WHAT TO PRODUCE: When you reach the line containing "and bar providers." in the entries below, start writing out each line exactly, and stop after the line containing "pub use synthetic::SyntheticProvider;".

*** RECORDS FOR THE TASK ***

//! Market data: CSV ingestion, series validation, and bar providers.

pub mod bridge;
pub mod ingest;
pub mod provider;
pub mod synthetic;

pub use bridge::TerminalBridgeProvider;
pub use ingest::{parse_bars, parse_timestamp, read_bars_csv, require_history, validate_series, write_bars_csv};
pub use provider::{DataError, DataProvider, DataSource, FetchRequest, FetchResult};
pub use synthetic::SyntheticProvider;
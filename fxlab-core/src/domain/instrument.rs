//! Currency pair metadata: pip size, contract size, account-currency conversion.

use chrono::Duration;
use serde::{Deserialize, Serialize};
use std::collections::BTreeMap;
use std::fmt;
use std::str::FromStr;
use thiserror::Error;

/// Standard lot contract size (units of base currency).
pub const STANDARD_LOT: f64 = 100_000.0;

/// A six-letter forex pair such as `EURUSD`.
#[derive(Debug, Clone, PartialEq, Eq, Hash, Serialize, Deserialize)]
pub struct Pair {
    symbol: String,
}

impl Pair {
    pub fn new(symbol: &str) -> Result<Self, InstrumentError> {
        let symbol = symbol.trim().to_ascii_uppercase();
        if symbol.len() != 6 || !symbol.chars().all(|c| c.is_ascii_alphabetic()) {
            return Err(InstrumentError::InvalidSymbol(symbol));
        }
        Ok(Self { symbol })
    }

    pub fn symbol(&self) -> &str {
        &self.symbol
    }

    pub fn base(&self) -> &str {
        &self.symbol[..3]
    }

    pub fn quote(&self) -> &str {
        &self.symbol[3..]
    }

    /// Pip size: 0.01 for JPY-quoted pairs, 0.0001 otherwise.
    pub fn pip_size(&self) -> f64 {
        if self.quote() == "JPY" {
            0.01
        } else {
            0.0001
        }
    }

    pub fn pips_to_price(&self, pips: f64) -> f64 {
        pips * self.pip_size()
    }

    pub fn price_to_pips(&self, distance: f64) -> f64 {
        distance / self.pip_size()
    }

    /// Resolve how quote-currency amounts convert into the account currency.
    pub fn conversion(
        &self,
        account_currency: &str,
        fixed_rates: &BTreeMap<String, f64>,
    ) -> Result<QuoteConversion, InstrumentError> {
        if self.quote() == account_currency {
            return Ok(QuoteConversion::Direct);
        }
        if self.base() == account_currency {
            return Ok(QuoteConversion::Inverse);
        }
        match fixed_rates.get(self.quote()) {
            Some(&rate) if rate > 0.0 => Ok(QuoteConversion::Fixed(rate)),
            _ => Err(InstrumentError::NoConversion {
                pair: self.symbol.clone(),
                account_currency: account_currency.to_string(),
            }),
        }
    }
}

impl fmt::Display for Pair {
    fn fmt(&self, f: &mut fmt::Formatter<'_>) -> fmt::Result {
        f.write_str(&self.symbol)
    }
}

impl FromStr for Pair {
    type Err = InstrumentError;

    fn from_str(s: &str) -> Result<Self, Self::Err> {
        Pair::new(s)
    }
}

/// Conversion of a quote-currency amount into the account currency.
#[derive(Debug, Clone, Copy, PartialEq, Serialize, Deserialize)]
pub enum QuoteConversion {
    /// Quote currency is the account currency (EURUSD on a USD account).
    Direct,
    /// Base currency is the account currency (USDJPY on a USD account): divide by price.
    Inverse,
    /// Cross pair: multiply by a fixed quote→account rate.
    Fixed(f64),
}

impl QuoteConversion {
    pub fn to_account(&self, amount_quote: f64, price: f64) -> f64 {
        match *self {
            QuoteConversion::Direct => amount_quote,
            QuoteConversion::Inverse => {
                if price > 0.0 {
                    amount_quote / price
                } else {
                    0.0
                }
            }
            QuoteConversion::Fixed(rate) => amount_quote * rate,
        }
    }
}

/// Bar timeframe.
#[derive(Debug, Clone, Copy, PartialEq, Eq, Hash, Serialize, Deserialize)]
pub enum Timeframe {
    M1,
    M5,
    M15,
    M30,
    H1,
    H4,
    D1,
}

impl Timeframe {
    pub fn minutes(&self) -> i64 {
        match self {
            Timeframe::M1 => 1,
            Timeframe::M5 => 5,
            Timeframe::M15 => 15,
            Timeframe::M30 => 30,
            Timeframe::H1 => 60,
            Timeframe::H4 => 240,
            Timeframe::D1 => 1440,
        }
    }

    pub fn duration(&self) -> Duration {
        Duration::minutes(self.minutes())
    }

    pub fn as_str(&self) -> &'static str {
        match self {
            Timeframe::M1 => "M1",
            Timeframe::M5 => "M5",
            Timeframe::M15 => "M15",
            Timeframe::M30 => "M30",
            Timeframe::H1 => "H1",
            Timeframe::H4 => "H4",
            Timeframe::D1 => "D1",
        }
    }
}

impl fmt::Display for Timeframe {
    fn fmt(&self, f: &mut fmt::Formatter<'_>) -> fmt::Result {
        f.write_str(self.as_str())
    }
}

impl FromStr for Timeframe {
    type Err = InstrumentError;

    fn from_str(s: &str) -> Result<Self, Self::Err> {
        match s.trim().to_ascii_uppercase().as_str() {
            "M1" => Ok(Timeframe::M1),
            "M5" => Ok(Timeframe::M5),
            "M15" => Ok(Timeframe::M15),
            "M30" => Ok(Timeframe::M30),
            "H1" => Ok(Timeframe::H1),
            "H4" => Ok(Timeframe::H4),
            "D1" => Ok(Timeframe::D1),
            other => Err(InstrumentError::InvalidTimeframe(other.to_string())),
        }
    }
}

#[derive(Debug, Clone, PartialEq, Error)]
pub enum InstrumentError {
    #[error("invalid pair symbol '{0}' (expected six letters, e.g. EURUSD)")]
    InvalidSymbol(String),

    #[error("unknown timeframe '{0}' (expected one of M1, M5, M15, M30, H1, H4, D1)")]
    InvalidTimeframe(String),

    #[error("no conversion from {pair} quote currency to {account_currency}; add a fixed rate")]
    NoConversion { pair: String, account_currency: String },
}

***
*** RECORDS FOR THE TASK ***

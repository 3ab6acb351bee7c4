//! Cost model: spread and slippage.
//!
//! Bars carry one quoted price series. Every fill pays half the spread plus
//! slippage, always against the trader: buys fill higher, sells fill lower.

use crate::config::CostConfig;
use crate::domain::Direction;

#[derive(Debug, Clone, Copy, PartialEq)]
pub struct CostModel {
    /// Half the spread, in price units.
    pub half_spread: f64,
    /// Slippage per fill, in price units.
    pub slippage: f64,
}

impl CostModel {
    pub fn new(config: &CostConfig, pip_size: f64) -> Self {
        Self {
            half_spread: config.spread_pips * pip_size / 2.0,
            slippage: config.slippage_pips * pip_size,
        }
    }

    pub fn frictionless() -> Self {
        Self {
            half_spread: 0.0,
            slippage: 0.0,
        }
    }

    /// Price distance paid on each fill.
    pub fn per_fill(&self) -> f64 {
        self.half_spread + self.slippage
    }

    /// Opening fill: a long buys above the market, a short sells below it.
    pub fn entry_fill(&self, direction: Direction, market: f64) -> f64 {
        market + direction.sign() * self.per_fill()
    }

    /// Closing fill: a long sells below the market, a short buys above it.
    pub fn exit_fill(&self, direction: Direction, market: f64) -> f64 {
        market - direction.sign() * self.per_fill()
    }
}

***
*** RECORDS FOR THE TASK ***

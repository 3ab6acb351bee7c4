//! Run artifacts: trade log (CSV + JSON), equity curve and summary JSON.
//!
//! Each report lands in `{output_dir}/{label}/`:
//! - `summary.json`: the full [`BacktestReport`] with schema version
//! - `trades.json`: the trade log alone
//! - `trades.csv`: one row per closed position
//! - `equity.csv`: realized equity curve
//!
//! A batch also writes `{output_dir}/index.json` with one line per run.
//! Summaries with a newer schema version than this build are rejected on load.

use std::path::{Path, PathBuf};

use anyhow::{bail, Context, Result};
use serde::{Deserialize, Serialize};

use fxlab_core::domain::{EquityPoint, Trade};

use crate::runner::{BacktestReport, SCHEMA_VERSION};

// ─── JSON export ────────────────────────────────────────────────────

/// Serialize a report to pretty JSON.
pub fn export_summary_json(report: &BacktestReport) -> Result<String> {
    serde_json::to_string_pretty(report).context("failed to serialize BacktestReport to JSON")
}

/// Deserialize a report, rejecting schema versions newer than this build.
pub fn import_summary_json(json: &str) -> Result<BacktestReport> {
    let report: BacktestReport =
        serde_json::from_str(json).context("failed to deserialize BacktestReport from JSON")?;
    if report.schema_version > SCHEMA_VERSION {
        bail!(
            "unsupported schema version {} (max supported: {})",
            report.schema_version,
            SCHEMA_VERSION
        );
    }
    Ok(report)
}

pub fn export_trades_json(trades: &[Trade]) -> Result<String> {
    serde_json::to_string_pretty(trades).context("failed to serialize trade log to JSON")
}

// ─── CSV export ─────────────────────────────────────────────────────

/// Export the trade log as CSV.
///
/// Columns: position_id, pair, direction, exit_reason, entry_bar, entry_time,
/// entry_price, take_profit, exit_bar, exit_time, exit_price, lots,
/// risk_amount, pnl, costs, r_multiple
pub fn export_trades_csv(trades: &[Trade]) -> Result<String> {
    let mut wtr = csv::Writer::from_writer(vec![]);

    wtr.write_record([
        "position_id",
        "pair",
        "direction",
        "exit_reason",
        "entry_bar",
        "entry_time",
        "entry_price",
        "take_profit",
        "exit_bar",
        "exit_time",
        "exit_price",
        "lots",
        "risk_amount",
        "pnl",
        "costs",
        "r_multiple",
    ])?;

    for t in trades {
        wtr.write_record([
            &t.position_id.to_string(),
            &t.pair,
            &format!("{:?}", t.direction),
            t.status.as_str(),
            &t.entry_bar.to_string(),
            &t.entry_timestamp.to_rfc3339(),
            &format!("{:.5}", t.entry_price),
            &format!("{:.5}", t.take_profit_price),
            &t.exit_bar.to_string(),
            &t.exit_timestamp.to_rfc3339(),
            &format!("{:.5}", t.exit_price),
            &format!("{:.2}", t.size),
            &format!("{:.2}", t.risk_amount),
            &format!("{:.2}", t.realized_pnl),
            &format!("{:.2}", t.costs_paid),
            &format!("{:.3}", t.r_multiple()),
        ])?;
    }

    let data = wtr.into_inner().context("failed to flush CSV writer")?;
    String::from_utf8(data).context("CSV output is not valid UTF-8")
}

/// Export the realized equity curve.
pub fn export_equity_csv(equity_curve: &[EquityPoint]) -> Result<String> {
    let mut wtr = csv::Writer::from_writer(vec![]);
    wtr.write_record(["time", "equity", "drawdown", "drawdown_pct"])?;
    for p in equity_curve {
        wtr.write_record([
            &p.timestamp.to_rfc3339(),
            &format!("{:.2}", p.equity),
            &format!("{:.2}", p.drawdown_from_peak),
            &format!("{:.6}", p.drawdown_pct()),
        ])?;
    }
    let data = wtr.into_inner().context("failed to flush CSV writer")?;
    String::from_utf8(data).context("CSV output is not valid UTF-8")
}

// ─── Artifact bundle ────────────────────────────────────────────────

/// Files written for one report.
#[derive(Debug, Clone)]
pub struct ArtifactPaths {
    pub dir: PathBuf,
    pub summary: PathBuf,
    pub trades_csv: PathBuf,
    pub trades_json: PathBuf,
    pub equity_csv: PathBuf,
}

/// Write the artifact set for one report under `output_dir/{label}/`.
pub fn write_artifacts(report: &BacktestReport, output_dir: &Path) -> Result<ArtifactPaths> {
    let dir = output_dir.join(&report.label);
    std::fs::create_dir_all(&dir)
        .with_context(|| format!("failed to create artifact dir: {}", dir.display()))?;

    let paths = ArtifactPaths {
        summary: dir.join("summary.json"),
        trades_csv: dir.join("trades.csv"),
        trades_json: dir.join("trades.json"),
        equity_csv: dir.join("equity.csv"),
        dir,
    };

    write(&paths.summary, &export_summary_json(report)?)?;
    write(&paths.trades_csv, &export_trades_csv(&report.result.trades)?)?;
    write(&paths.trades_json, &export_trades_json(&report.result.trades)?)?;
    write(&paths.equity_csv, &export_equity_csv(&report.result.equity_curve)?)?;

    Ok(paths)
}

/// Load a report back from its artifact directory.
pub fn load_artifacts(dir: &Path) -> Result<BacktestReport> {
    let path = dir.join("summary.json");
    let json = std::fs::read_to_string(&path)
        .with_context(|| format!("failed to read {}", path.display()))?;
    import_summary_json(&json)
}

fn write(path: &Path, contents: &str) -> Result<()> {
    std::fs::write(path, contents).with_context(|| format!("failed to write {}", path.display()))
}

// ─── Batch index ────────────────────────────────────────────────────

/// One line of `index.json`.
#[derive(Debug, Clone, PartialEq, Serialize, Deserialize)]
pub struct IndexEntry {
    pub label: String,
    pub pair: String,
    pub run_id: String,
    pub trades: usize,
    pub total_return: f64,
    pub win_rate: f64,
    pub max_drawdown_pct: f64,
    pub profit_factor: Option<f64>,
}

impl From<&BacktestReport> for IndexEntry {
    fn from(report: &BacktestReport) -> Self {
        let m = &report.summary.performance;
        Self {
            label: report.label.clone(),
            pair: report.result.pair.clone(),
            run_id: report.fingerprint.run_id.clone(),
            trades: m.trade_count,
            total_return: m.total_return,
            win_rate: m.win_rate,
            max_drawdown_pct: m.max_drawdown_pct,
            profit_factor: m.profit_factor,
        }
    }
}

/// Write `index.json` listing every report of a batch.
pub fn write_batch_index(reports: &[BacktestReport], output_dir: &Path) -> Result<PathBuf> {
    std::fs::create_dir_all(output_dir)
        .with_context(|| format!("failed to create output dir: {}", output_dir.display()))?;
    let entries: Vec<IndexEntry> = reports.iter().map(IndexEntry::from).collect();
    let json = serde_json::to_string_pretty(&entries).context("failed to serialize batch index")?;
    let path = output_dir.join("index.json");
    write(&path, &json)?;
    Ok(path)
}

***

TASK SOLUTION:
//! Market data: CSV ingestion, series validation, and bar providers.

pub mod bridge;
pub mod ingest;
pub mod provider;
pub mod synthetic;

pub use bridge::TerminalBridgeProvider;
pub use ingest::{parse_bars, parse_timestamp, read_bars_csv, require_history, validate_series, write_bars_csv};
pub use provider::{DataError, DataProvider, DataSource, FetchRequest, FetchResult};
pub use synthetic::SyntheticProvider;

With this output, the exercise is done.